● Activity
When a line below holds the string "crates", show that line.

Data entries
______

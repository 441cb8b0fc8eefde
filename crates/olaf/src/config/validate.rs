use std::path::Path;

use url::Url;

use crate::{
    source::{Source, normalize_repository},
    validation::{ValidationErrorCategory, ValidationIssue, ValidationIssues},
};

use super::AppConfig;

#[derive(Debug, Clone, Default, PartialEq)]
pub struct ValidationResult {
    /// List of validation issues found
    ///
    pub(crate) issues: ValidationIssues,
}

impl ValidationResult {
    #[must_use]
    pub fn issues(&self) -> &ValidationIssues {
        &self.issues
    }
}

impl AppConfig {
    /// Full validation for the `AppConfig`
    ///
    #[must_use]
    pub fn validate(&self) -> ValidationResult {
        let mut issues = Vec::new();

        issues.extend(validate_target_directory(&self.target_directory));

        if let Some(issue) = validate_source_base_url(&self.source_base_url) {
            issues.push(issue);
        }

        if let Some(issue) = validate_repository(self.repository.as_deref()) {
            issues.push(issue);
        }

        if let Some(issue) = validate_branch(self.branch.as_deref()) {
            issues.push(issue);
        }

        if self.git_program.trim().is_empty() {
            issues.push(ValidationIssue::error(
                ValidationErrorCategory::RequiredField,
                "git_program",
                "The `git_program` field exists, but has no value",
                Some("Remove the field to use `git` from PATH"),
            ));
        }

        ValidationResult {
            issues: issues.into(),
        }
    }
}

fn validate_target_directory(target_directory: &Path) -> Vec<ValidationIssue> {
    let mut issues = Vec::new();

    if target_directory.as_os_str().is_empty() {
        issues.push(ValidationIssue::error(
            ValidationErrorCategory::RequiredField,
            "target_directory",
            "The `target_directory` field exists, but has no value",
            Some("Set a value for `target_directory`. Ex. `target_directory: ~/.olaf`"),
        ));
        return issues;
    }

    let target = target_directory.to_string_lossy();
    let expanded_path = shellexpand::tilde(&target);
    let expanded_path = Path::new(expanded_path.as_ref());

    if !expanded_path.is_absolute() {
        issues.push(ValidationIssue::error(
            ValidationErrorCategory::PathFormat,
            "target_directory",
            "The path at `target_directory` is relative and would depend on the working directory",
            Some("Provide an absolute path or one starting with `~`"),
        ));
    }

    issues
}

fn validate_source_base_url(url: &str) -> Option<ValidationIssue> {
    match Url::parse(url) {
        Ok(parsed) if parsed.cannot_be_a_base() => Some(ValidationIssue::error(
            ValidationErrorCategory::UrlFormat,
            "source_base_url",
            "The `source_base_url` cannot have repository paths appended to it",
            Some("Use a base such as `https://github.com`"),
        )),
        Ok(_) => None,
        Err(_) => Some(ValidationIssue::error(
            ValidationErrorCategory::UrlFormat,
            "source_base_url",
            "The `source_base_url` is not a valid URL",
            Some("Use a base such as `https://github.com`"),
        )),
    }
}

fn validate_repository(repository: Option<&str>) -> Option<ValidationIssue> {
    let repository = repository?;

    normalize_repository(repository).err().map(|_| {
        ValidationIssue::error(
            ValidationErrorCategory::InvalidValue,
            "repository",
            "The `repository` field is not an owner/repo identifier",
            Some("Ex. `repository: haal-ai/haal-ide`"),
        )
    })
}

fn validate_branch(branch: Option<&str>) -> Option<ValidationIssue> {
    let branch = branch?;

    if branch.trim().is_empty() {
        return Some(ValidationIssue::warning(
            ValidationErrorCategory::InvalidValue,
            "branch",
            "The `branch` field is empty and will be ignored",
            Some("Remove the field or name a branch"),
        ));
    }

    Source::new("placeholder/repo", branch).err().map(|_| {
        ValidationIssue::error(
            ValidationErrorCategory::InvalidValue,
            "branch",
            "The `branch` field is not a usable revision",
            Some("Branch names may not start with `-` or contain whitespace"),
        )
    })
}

______

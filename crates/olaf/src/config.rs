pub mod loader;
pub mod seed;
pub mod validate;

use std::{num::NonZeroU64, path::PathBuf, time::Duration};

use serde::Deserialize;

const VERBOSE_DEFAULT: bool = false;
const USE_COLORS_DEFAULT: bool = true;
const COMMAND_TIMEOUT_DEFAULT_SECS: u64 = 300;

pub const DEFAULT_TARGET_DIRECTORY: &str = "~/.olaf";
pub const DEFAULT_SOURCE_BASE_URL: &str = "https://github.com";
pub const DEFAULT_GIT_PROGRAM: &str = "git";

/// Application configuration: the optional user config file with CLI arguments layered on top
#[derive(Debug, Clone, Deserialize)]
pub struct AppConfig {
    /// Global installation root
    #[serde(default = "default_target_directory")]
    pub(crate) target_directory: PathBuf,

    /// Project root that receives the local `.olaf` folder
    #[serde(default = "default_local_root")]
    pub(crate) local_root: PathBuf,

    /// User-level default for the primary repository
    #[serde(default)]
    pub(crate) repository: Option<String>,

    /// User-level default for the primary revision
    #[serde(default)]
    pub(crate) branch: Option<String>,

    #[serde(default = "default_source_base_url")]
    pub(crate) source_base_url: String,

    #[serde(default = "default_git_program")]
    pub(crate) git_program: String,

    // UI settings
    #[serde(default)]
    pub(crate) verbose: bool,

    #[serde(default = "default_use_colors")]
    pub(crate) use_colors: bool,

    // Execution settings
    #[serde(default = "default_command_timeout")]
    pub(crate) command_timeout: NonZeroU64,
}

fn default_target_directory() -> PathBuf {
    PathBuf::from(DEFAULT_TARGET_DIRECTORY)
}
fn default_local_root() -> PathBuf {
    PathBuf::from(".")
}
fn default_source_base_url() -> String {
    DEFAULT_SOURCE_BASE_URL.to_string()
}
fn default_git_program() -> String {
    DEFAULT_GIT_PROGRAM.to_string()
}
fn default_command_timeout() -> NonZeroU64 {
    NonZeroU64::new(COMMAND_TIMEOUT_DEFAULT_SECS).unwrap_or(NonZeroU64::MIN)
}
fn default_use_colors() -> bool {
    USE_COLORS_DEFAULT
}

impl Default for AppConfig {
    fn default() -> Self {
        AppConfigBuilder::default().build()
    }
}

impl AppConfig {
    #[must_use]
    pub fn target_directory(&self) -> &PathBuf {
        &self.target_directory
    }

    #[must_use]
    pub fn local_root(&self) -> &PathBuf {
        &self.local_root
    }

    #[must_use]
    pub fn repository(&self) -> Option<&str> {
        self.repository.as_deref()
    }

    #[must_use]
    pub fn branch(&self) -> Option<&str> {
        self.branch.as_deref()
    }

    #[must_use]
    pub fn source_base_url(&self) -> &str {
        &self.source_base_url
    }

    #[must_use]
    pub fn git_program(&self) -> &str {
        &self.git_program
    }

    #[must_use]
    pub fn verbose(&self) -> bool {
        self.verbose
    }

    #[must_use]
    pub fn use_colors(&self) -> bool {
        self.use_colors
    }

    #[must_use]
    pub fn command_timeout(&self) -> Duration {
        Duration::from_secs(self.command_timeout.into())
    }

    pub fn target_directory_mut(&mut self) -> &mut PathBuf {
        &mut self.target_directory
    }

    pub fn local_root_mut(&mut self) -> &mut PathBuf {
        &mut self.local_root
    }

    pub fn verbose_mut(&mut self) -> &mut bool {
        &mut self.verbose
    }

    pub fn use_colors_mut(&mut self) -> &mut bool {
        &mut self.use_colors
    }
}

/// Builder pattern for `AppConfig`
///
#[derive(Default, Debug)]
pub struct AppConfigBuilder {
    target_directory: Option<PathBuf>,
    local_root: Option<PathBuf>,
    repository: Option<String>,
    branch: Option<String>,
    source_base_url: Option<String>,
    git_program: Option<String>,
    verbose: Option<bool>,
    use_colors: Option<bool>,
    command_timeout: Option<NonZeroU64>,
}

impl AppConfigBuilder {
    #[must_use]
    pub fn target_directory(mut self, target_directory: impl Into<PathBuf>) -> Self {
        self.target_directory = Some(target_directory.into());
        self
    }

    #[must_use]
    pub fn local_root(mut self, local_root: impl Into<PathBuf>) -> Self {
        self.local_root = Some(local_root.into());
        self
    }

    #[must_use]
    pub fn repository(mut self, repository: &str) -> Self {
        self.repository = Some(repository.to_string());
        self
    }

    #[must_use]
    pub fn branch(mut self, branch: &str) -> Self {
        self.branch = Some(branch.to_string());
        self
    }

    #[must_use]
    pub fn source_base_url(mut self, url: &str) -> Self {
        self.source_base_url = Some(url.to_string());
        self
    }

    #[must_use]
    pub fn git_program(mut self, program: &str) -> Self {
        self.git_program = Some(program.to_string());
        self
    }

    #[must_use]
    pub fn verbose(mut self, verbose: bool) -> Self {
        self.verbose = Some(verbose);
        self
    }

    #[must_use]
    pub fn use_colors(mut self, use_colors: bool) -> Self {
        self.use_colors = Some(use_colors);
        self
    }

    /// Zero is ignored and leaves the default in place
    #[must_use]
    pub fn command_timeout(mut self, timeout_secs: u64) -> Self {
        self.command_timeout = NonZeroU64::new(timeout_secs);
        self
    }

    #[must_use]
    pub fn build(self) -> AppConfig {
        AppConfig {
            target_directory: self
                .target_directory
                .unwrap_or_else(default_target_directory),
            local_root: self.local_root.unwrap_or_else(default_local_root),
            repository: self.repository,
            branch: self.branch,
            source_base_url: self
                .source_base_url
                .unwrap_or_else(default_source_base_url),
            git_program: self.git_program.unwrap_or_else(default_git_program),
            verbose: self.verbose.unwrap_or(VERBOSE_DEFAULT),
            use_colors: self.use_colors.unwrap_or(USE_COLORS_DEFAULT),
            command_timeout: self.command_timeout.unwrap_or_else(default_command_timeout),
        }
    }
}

______

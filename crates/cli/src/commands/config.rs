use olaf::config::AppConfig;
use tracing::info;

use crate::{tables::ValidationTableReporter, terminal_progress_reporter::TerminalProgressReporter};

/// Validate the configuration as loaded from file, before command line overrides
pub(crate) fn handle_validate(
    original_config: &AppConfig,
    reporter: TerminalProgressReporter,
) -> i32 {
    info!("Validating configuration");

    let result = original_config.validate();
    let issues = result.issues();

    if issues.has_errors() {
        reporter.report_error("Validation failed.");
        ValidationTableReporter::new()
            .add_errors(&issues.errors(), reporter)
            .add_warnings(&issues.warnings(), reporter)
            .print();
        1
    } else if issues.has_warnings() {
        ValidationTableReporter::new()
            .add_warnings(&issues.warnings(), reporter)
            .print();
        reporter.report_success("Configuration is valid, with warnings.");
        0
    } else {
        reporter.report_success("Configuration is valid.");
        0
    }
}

______

● Task solution
filename crates/olaf/src/config/validate.rs
filename crates/olaf/src/config.rs
filename crates/cli/src/commands/config.rs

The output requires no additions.